-- Stored data --
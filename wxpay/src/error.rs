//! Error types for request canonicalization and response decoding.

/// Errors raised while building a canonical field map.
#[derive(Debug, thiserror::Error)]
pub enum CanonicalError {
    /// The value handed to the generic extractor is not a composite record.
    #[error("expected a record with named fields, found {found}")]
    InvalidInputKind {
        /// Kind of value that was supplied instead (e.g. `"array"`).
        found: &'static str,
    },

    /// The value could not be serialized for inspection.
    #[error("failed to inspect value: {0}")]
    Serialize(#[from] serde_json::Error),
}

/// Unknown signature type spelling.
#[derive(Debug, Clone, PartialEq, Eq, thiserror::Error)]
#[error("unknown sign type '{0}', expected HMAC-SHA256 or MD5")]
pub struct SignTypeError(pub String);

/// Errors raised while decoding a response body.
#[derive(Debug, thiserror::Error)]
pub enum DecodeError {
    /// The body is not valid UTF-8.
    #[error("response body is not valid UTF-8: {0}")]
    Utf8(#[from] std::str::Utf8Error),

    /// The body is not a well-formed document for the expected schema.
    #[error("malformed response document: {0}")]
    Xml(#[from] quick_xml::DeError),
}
* * *
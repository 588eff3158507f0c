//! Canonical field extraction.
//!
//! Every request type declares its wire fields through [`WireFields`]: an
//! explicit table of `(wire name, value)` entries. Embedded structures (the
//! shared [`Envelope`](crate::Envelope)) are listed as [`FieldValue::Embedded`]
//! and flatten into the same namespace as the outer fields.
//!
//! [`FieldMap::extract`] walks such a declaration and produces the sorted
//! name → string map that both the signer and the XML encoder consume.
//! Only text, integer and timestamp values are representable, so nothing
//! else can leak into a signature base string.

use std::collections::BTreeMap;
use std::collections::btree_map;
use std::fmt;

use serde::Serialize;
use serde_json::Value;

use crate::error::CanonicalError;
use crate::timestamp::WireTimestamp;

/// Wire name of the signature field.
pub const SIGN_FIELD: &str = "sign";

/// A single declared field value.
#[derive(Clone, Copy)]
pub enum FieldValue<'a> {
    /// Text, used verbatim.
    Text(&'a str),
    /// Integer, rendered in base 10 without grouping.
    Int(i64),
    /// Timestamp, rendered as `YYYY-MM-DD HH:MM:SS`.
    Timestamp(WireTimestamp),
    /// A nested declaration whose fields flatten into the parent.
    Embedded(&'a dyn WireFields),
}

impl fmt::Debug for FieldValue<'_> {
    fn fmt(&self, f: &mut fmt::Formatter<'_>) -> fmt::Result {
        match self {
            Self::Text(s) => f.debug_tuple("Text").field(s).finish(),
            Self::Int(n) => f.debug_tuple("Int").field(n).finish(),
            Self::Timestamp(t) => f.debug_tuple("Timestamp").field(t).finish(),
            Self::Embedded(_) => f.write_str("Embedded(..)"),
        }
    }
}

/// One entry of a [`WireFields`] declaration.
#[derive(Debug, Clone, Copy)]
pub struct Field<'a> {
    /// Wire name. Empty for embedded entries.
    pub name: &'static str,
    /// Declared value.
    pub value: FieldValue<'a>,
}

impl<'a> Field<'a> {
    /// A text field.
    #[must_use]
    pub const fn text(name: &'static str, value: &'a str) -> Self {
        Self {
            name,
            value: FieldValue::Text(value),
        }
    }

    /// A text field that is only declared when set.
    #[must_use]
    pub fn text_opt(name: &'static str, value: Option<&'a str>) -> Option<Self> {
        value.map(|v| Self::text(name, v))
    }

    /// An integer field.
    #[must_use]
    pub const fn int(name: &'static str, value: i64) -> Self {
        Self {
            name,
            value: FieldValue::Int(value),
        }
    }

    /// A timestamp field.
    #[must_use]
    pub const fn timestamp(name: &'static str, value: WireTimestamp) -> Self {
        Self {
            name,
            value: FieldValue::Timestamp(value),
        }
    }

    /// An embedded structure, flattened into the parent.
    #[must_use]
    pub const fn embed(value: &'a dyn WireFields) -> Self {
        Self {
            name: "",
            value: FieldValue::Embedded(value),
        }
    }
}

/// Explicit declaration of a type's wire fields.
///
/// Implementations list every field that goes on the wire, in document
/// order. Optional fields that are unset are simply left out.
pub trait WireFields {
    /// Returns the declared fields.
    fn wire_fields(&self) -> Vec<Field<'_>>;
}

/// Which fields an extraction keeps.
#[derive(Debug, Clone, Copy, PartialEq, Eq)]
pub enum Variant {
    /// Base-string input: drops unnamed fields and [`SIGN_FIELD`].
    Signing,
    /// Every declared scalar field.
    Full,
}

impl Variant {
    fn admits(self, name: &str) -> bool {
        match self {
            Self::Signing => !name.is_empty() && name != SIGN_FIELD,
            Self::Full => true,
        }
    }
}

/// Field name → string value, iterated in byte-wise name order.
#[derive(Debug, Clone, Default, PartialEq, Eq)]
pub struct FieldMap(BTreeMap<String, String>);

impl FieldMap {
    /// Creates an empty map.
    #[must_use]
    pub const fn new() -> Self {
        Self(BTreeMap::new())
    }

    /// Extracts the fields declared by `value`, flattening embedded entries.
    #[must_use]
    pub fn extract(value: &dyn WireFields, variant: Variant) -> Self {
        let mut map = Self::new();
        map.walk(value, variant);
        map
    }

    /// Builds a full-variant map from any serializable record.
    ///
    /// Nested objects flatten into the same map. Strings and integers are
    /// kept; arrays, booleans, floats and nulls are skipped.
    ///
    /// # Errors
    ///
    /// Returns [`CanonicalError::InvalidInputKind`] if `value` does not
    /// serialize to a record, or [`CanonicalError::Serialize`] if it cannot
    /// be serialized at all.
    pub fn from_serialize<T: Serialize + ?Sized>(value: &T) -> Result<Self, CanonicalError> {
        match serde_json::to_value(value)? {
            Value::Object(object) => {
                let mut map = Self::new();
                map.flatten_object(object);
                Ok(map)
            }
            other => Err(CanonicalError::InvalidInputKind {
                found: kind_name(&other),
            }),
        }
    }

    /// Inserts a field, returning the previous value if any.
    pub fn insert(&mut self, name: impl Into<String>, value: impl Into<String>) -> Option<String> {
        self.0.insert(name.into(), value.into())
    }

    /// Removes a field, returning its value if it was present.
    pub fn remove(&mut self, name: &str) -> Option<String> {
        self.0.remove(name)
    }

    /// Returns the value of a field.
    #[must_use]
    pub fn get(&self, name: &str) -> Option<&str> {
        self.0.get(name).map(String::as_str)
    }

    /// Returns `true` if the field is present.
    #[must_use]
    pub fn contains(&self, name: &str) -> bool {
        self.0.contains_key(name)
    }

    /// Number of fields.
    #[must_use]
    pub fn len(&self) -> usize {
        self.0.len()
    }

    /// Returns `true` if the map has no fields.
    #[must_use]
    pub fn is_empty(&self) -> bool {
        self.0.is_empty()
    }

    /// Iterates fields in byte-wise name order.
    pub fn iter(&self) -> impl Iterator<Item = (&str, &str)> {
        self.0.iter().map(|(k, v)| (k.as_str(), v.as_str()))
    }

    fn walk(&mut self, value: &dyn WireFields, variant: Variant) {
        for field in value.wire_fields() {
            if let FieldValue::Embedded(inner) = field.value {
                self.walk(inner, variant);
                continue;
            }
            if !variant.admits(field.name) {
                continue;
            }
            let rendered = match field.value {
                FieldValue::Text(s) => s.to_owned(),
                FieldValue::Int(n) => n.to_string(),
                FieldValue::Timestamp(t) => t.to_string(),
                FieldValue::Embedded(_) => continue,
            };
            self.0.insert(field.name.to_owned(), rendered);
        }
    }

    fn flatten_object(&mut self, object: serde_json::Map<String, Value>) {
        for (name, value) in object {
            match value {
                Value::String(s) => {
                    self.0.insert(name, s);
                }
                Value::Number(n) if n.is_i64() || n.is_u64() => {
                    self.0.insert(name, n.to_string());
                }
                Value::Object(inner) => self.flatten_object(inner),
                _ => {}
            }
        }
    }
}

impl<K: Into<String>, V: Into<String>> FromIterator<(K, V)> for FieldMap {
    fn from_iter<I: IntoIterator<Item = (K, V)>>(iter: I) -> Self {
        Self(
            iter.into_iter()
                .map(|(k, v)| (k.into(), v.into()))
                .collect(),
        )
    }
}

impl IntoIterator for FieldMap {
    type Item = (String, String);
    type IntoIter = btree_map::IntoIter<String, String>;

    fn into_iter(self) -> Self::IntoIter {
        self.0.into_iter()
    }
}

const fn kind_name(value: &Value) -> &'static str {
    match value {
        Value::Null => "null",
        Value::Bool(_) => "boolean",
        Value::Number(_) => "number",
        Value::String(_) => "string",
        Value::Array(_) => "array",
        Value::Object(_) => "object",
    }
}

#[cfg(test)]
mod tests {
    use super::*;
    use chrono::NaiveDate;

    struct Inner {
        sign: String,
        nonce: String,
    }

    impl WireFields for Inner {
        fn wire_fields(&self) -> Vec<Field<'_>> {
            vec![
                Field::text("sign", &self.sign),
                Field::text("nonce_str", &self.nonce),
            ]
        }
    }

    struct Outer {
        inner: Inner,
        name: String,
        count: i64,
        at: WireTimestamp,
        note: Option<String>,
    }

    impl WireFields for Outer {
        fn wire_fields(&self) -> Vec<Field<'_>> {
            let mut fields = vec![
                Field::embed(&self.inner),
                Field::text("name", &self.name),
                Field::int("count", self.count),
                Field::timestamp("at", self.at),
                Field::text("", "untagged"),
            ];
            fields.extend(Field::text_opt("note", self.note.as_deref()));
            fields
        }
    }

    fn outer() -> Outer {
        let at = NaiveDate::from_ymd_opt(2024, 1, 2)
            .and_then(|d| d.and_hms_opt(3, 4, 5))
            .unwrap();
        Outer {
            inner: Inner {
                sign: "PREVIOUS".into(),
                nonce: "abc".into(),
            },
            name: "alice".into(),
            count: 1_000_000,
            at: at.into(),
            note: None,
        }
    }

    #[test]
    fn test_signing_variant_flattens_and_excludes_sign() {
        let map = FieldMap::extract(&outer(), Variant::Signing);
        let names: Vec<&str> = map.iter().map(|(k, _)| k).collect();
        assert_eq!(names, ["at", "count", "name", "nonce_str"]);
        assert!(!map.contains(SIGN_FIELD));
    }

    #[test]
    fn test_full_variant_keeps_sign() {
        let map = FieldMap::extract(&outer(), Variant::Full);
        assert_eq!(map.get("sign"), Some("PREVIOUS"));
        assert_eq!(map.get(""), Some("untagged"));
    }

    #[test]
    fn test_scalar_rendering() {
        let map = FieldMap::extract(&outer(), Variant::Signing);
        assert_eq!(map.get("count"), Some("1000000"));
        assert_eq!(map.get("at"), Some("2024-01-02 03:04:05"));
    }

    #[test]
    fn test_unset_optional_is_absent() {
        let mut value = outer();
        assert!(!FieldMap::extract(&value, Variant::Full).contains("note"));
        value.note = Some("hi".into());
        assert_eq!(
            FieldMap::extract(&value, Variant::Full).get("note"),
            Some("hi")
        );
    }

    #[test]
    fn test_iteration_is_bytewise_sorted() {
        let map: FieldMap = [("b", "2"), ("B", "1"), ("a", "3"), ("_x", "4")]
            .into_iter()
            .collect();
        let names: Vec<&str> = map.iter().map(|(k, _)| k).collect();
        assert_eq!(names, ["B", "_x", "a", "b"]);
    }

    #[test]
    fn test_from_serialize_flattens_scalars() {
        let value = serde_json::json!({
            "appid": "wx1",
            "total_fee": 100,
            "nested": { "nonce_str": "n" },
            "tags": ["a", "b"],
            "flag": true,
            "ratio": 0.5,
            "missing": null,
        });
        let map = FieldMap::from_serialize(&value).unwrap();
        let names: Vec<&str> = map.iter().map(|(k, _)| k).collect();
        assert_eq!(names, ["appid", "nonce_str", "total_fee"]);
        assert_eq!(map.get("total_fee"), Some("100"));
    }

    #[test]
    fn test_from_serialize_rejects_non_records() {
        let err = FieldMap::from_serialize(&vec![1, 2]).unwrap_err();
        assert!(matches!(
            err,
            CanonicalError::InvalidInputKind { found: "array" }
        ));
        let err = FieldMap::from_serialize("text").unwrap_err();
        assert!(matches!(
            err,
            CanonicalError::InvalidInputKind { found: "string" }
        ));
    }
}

-- Assigned task --
Each line in the data that holds the string "WireFields" must be returned.

-- Output of the exercise --
//! Every request type declares its wire fields through [`WireFields`]: an
    Embedded(&'a dyn WireFields),
/// One entry of a [`WireFields`] declaration.
    pub const fn embed(value: &'a dyn WireFields) -> Self {
pub trait WireFields {
    pub fn extract(value: &dyn WireFields, variant: Variant) -> Self {
    fn walk(&mut self, value: &dyn WireFields, variant: Variant) {
    impl WireFields for Inner {
    impl WireFields for Outer {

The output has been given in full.